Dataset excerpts
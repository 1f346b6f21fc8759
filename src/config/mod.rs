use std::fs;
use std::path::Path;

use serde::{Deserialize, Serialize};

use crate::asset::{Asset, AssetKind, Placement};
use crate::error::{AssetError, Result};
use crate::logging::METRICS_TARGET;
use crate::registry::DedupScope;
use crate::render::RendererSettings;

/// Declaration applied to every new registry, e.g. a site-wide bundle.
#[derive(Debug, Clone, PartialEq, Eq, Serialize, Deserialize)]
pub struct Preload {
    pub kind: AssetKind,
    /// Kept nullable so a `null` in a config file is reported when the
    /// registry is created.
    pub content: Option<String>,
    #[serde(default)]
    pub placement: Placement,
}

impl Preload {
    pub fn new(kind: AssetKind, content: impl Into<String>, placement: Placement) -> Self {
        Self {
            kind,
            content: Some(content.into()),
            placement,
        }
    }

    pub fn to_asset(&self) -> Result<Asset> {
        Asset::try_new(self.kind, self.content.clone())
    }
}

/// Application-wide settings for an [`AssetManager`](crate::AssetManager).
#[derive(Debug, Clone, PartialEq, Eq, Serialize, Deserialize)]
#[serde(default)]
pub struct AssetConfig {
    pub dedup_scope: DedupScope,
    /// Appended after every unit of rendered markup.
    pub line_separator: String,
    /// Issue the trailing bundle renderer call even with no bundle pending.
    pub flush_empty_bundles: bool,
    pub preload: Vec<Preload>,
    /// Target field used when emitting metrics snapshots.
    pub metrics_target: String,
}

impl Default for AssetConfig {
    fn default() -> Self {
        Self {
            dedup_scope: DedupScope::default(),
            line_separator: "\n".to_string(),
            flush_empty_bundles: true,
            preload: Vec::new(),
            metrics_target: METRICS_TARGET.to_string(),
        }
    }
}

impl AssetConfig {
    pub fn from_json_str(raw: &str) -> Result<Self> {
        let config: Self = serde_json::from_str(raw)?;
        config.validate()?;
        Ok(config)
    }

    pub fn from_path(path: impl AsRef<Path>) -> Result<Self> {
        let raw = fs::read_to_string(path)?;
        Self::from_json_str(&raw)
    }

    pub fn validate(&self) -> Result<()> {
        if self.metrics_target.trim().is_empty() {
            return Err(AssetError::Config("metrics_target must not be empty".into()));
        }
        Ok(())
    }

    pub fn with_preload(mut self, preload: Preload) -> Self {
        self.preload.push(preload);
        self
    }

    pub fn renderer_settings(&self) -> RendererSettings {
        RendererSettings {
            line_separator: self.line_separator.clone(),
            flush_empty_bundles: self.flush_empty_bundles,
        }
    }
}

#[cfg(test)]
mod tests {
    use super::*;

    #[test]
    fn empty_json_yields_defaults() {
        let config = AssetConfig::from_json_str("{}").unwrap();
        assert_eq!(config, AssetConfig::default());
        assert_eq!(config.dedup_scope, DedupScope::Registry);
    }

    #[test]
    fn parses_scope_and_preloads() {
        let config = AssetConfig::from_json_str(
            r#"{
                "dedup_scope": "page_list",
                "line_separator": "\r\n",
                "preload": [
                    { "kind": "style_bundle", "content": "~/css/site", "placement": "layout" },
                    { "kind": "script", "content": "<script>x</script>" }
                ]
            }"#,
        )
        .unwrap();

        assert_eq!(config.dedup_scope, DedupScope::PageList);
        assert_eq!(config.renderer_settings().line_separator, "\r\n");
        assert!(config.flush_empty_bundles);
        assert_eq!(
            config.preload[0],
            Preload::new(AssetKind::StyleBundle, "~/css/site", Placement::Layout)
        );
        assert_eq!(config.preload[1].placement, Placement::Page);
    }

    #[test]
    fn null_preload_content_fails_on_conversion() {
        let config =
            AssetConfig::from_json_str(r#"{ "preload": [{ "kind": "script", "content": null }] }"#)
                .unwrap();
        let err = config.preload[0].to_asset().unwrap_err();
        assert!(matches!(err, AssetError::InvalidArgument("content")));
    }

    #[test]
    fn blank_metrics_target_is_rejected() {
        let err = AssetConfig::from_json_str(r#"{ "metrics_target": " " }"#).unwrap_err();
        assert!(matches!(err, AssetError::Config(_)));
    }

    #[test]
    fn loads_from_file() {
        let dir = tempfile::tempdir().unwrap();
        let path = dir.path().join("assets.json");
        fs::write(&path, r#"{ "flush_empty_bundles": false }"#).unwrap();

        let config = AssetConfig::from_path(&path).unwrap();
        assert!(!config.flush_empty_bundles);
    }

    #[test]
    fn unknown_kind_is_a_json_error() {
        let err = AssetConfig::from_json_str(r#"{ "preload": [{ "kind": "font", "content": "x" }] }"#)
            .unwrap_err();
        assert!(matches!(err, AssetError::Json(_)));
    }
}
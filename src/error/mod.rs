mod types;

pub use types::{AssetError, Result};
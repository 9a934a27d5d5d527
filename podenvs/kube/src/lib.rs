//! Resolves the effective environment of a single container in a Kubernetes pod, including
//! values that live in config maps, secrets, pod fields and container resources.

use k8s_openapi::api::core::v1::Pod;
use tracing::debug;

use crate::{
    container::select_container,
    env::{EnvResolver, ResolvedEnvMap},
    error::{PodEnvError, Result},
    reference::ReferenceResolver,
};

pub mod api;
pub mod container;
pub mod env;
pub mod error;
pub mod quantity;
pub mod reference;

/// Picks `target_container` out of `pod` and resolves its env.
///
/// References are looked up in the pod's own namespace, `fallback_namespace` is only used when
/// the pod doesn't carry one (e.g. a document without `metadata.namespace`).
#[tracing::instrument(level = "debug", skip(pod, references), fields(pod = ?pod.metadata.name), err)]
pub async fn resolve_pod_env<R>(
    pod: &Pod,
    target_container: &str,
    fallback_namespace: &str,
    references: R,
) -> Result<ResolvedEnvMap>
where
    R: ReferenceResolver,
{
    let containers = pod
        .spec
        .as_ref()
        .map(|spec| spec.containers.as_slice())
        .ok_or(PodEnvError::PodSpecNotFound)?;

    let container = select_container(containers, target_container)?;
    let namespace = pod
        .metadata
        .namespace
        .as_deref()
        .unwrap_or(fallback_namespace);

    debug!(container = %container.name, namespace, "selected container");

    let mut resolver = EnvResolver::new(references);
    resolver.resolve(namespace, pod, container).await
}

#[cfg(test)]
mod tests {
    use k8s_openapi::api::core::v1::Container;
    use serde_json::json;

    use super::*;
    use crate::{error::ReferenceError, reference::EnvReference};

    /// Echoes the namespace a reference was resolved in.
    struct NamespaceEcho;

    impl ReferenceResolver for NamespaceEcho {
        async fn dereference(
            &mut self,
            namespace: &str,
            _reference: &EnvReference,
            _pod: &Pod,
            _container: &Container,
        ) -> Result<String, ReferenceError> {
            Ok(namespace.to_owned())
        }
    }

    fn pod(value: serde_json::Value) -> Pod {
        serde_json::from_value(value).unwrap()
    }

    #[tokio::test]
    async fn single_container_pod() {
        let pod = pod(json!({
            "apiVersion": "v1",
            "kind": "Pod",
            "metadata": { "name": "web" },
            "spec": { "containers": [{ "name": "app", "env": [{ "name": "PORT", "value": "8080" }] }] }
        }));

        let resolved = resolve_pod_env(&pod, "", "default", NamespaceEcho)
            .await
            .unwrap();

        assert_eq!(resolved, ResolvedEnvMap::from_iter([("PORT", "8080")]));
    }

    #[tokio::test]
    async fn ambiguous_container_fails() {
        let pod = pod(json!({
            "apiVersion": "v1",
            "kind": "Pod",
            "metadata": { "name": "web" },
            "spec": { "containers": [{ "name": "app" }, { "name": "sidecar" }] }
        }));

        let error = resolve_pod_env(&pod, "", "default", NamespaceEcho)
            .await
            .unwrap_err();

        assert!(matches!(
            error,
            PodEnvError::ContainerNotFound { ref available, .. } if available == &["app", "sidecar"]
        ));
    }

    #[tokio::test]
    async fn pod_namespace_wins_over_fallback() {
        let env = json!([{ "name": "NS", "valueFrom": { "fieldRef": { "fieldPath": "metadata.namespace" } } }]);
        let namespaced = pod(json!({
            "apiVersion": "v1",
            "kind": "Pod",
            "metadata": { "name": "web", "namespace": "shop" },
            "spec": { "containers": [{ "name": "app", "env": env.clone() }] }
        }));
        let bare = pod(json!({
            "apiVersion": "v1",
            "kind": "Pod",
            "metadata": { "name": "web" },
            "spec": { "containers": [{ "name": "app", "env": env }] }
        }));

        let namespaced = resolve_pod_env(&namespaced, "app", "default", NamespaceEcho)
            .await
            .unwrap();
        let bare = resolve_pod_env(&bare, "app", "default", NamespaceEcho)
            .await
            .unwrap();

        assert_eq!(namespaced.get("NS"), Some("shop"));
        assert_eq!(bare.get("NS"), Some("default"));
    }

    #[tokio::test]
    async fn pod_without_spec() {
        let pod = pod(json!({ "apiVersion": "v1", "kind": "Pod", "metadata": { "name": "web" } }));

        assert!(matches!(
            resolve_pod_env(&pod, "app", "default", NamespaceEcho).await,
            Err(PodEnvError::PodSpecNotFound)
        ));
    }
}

* _YOUR ASSIGNMENT_:
Look through the lines above and collect those with the word "ReferenceResolver".

* _WRITTEN SOLUTION_:
    reference::ReferenceResolver,
    R: ReferenceResolver,
    impl ReferenceResolver for NamespaceEcho {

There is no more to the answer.